Dalby Hospital will now provide Dalby district patients treatment closer to home following the expansion of renal diaysis services. The six-day a week service offers dialysis appointments morning and afternoon, telehealth appointments, and an outpatient clinic once a month.
Dialysis is a treatment process required when a person’s kidneys are failing. The dialysis treatment removes waste, salt and excess water from the body, maintains a safe level of chemicals in the blood, and helps control blood pressure. Renal dialysis is only needed for end stage kidney failure.
“Patients who need renal dialysis present to the hospital three times a week for six to eight hours,” Nurse Unit Manager Acute Services Dalby Hospital Ms Jane O’Donnell said.
“Prior to our service expanding, some patients were travelling to Toowoomba three times a week for dialysis. It was quite disruptive to their daily lives. Our patients are very happy they can now receive their treatment and outpatient care here in Dalby,” Ms O’Donnell said.

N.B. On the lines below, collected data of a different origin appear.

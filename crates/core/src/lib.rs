//! `keel-core`: entity building blocks.
//!
//! This crate contains **pure domain** primitives (no infrastructure concerns):
//! identifiers, the domain error model, and the [`Behavior`] value that drives
//! a persistent entity's command and event handling.

pub mod behavior;
pub mod entity;
pub mod error;
pub mod id;

pub use behavior::{Behavior, BehaviorBuilder, CommandContext, Effect, Kind};
pub use entity::{ExpectedVersion, PersistentEntity};
pub use error::{DomainError, DomainResult};
pub use id::{EntityId, EventId};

Toowoomba Hospital is the main renal dialysis centre for patients. Due to the number of patients from Dalby travelling to Toowoomba for dialysis, the local hospital began looking at ways to expand their existing service.
“We needed more staff trained in providing care to dialysis patients. Six nurses travelled to Toowoomba for this training,” Ms O’Donnell said. “Telehealth technology and the donation of an ultrasound machine, Sonic Site, has also been key to expanding the renal service.
“The Dalby Rotary Club kindly donated Sonic Site to ease the process of cannulation. The device enables nurses to insert cannulas under ultrasound for dialysis, ensuring that patients who are difficult to cannulate can receive treatment in Dalby, and are not required to be transferred to Toowoomba,” Ms O’Donnell said.
The senior staff specialist Dr Sree Venuthurupalli travels to Dalby once a month to hold an outpatient clinic with patients. “The expansion of this service is great for the Dalby community,” Director of Nursing Dalby Hospital Ms Ruth McKenzie said.